__DATA TO USE__

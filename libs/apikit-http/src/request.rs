use crate::body::{ProgressCallback, RequestBody};
use crate::client::ApiClient;
use crate::error::{ApiError, HttpError};
use crate::layers::RetryAttempts;
use crate::multipart::MultipartForm;
use crate::response::HttpResponse;
use bytes::Bytes;
use http::header::{CONTENT_TYPE, HeaderMap, HeaderName, HeaderValue};
use http::Method;
use http_body_util::BodyExt;
use serde::Serialize;
use serde::de::DeserializeOwned;
use std::future::Future;
use std::path::{Path, PathBuf};
use tokio::io::AsyncWriteExt;
use tokio_util::sync::CancellationToken;
use url::Url;

/// Everything needed to issue one logical request
///
/// The retry counter is shared with the layer stack while the request runs,
/// so `attempts.get()` reports how many retries were made once it completes.
#[derive(Debug, Clone)]
pub struct RequestContext {
    pub method: Method,
    /// Path relative to the base URL, or an absolute `http(s)://` URL
    pub path: String,
    pub query: Vec<(String, String)>,
    /// Per-request overrides; replace default headers with the same name
    pub headers: HeaderMap,
    pub body: RequestBody,
    pub cancel_token: Option<CancellationToken>,
    pub attempts: RetryAttempts,
}

impl RequestContext {
    pub fn new(method: Method, path: impl Into<String>) -> Self {
        Self {
            method,
            path: path.into(),
            query: Vec::new(),
            headers: HeaderMap::new(),
            body: RequestBody::empty(),
            cancel_token: None,
            attempts: RetryAttempts::new(),
        }
    }

    /// Resolve `path` and `query` against `base`
    ///
    /// # Errors
    /// Returns [`HttpError::InvalidUrl`] if the result is not a valid URL.
    pub fn resolve_url(&self, base: &Url) -> Result<Url, HttpError> {
        let joined = if self.path.starts_with("http://") || self.path.starts_with("https://") {
            self.path.clone()
        } else {
            format!(
                "{}/{}",
                base.as_str().trim_end_matches('/'),
                self.path.trim_start_matches('/')
            )
        };
        let mut url = Url::parse(&joined).map_err(|e| HttpError::InvalidUrl {
            url: joined.clone(),
            reason: e.to_string(),
        })?;
        if !self.query.is_empty() {
            url.query_pairs_mut().extend_pairs(&self.query);
        }
        Ok(url)
    }
}

/// Fluent request builder
///
/// Created by [`ApiClient::get`], [`ApiClient::post`], etc. Errors from
/// header or body encoding are deferred and reported when the request is
/// sent.
#[must_use = "RequestBuilder does nothing until it is sent"]
pub struct RequestBuilder {
    client: ApiClient,
    context: RequestContext,
    error: Option<HttpError>,
}

impl RequestBuilder {
    pub(crate) fn new(client: ApiClient, method: Method, path: &str) -> Self {
        Self {
            client,
            context: RequestContext::new(method, path),
            error: None,
        }
    }

    /// Append query parameters from any `Serialize` value (struct, map, pairs)
    pub fn query<T: Serialize + ?Sized>(mut self, query: &T) -> Self {
        if self.error.is_some() {
            return self;
        }
        match serde_urlencoded::to_string(query) {
            Ok(encoded) => {
                self.context.query.extend(
                    url::form_urlencoded::parse(encoded.as_bytes())
                        .map(|(k, v)| (k.into_owned(), v.into_owned())),
                );
            }
            Err(e) => self.error = Some(HttpError::QueryEncode(e)),
        }
        self
    }

    /// Add a header, replacing any default header with the same name
    pub fn header(mut self, name: &str, value: &str) -> Self {
        if self.error.is_some() {
            return self;
        }
        match (HeaderName::try_from(name), HeaderValue::try_from(value)) {
            (Ok(name), Ok(value)) => {
                self.context.headers.append(name, value);
            }
            (Err(e), _) => self.error = Some(HttpError::InvalidHeaderName(e)),
            (_, Err(e)) => self.error = Some(HttpError::InvalidHeaderValue(e)),
        }
        self
    }

    /// Add several headers
    pub fn headers<I, K, V>(mut self, headers: I) -> Self
    where
        I: IntoIterator<Item = (K, V)>,
        K: AsRef<str>,
        V: AsRef<str>,
    {
        for (name, value) in headers {
            self = self.header(name.as_ref(), value.as_ref());
        }
        self
    }

    /// Serialize `body` as the JSON payload
    pub fn json<T: Serialize + ?Sized>(mut self, body: &T) -> Self {
        if self.error.is_some() {
            return self;
        }
        match serde_json::to_vec(body) {
            Ok(bytes) => {
                self.context.body = RequestBody::new(bytes);
                self.context.headers.insert(
                    CONTENT_TYPE,
                    HeaderValue::from_static("application/json"),
                );
            }
            Err(e) => self.error = Some(HttpError::Json(e)),
        }
        self
    }

    /// Raw body with an explicit content type
    pub fn body(mut self, body: impl Into<Bytes>, content_type: &str) -> Self {
        self.context.body = RequestBody::new(body.into());
        match HeaderValue::try_from(content_type) {
            Ok(value) => {
                self.context.headers.insert(CONTENT_TYPE, value);
            }
            Err(e) => self.error = Some(HttpError::InvalidHeaderValue(e)),
        }
        self
    }

    /// Encoded `multipart/form-data` body
    pub fn multipart(self, form: &MultipartForm) -> Self {
        let content_type = form.content_type();
        self.body(form.encode(), &content_type)
    }

    /// Report request body progress as `(bytes_sent, total_bytes)`
    pub fn on_upload_progress(mut self, progress: ProgressCallback) -> Self {
        self.context.body = std::mem::take(&mut self.context.body).with_progress(progress);
        self
    }

    /// Abort the request (including retry backoff) when `token` is cancelled
    pub fn cancel_token(mut self, token: CancellationToken) -> Self {
        self.context.cancel_token = Some(token);
        self
    }

    /// Finish building without sending
    ///
    /// # Errors
    /// Returns the first deferred header or body encoding error.
    pub fn build(self) -> Result<RequestContext, ApiError> {
        match self.error {
            Some(e) => Err(e.into()),
            None => Ok(self.context),
        }
    }

    /// Send the request
    ///
    /// # Errors
    /// Returns a classified [`ApiError`] for non-2xx/3xx statuses, transport
    /// failures, failed connectivity checks and cancellation.
    pub async fn send(self) -> Result<HttpResponse, ApiError> {
        let client = self.client.clone();
        let context = self.build()?;
        client.execute(&context).await
    }

    /// Send the request and decode the JSON response body
    ///
    /// # Errors
    /// Same as [`send`](Self::send), plus `Unknown` for undecodable bodies.
    pub async fn send_json<T: DeserializeOwned>(self) -> Result<T, ApiError> {
        let cancel = self.context.cancel_token.clone();
        with_cancel(cancel.as_ref(), async move { self.send().await?.json().await }).await
    }

    /// Send the request and return the response body as text
    ///
    /// # Errors
    /// Same as [`send`](Self::send).
    pub async fn send_text(self) -> Result<String, ApiError> {
        let cancel = self.context.cancel_token.clone();
        with_cancel(cancel.as_ref(), async move { self.send().await?.text().await }).await
    }

    /// Stream the response body into `destination`
    ///
    /// Data is written to `<destination>.part` and renamed once complete, so
    /// a failed or cancelled download never leaves a truncated file behind.
    ///
    /// # Errors
    /// Same as [`send`](Self::send), plus `Unknown` for local I/O failures.
    pub async fn download_to(
        self,
        destination: impl AsRef<Path>,
        on_progress: Option<ProgressCallback>,
    ) -> Result<(), ApiError> {
        let destination = destination.as_ref().to_path_buf();
        let partial = partial_path(&destination);
        let cancel = self.context.cancel_token.clone();

        let result = with_cancel(cancel.as_ref(), async {
            let resp = self.send().await?;
            let total = resp.content_length();

            let mut file = tokio::fs::File::create(&partial)
                .await
                .map_err(HttpError::Io)?;
            let mut body = std::pin::pin!(resp.into_inner().into_body());
            let mut received = 0u64;

            while let Some(frame) = body.frame().await {
                let frame = frame.map_err(HttpError::Transport)?;
                if let Ok(chunk) = frame.into_data() {
                    file.write_all(&chunk).await.map_err(HttpError::Io)?;
                    received += chunk.len() as u64;
                    if let Some(progress) = &on_progress {
                        progress(received, total);
                    }
                }
            }
            file.flush().await.map_err(HttpError::Io)?;
            drop(file);

            tokio::fs::rename(&partial, &destination)
                .await
                .map_err(HttpError::Io)?;
            Ok(())
        })
        .await;

        if result.is_err() {
            // Nothing to clean up if the request failed before the file was created
            let _ = tokio::fs::remove_file(&partial).await;
        }
        result
    }
}

fn partial_path(destination: &Path) -> PathBuf {
    let mut name = destination.as_os_str().to_owned();
    name.push(".part");
    PathBuf::from(name)
}

/// Run `fut`, resolving to `Cancelled` as soon as `token` fires
pub(crate) async fn with_cancel<T, F>(
    token: Option<&CancellationToken>,
    fut: F,
) -> Result<T, ApiError>
where
    F: Future<Output = Result<T, ApiError>>,
{
    match token {
        None => fut.await,
        Some(token) => {
            tokio::select! {
                biased;
                () = token.cancelled() => Err(ApiError::cancelled()),
                result = fut => result,
            }
        }
    }
}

__TO DO__
Working through the data above, find every line holding "parse" and copy it.

__SOLUTION FOR THIS PROBLEM__
        let mut url = Url::parse(&joined).map_err(|e| HttpError::InvalidUrl {
                    url::form_urlencoded::parse(encoded.as_bytes())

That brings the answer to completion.